**WORK REQUEST**
From the first line of the data through the line containing "pub use builder::StoreBuilder;", return each line exactly.

**Dataset entries**
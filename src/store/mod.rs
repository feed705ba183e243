// ============================================================================
// Store
// ============================================================================
//
// The store owns everything: identity map, relationship graph, transactions
// and record arrays. `Store` is a cheap clonable handle; records and arrays
// hold weak references back to it.
//
// Lock order:
//
//   record arrays  ->  store state  ->  one record  ->  one array's content
//
// No lock is held across an `.await`, and at most one record lock is held
// at a time. Array notification happens after the state lock is released,
// so filter predicates may read through the store.
//
// ============================================================================

pub mod builder;
pub mod config;
pub(crate) mod identity_map;
mod mutation;
mod push;

pub use builder::StoreBuilder;
pub use config::{CommitMode, IdMismatchPolicy, StoreConfig};
pub use push::PushResult;

use crate::adapter::{AdapterRegistry, RegisteredAdapter};
use crate::core::{ClientId, Result, StoreError};
use crate::finders::{self, FindOptions};
use crate::payload::{Serializer, SerializerRegistry};
use crate::record::{Record, Snapshot, SnapshotRef};
use crate::record_array::{ManyArray, RecordArray, RecordArrayKind, RecordArrayManager, RecordFilter};
use crate::relationships::graph::RelationshipGraph;
use crate::relationships::{RelationshipPayloadsManager, WriteMode};
use crate::schema::{ModelSchema, RelationshipKind, RelationshipMeta, SchemaRegistry};
use crate::transaction::{
    CommitReport, Transaction, TransactionId, TransactionInfo, TransactionManager, commit_transaction,
};
use futures::future::try_join_all;
use identity_map::IdentityMap;
use serde_json::Value as JsonValue;
use std::cmp::Ordering;
use std::collections::HashMap;
use std::fmt;
use std::sync::{Arc, Mutex, MutexGuard, PoisonError, Weak};
use tokio_util::sync::CancellationToken;
use tracing::{Level, event};

/// Bulk-load bookkeeping per model.
#[derive(Debug, Default)]
pub(crate) struct TypeMeta {
    pub has_loaded_all: bool,
    pub since_token: Option<JsonValue>,
}

#[derive(Debug, Default)]
pub(crate) struct StoreState {
    pub destroyed: bool,
    pub identity: IdentityMap,
    pub transactions: TransactionManager,
    pub type_meta: HashMap<String, TypeMeta>,
}

pub(crate) struct StoreInner {
    config: StoreConfig,
    schema: Arc<SchemaRegistry>,
    adapters: AdapterRegistry,
    serializers: SerializerRegistry,
    payloads: RelationshipPayloadsManager,
    lifetime: CancellationToken,
    arrays: Mutex<RecordArrayManager>,
    state: Mutex<StoreState>,
}

impl Drop for StoreInner {
    fn drop(&mut self) {
        self.lifetime.cancel();
    }
}

/// Handle onto one entity cache.
#[derive(Clone)]
pub struct Store {
    inner: Arc<StoreInner>,
}
pub mod error;
pub mod types;
pub mod value;

pub use error::{AdapterError, AdapterResult, Result, StoreError, ValidationErrors};
pub use types::ClientId;
pub use value::{Attributes, attributes_from_json, attributes_from_map, attributes_to_json, overlay};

**TASK ANSWER**
filename src/store/mod.rs
repository feed705ba183e243
// ============================================================================
// Store
// ============================================================================
//
// The store owns everything: identity map, relationship graph, transactions
// and record arrays. `Store` is a cheap clonable handle; records and arrays
// hold weak references back to it.
//
// Lock order:
//
//   record arrays  ->  store state  ->  one record  ->  one array's content
//
// No lock is held across an `.await`, and at most one record lock is held
// at a time. Array notification happens after the state lock is released,
// so filter predicates may read through the store.
//
// ============================================================================

pub mod builder;
pub mod config;
pub(crate) mod identity_map;
mod mutation;
mod push;

pub use builder::StoreBuilder;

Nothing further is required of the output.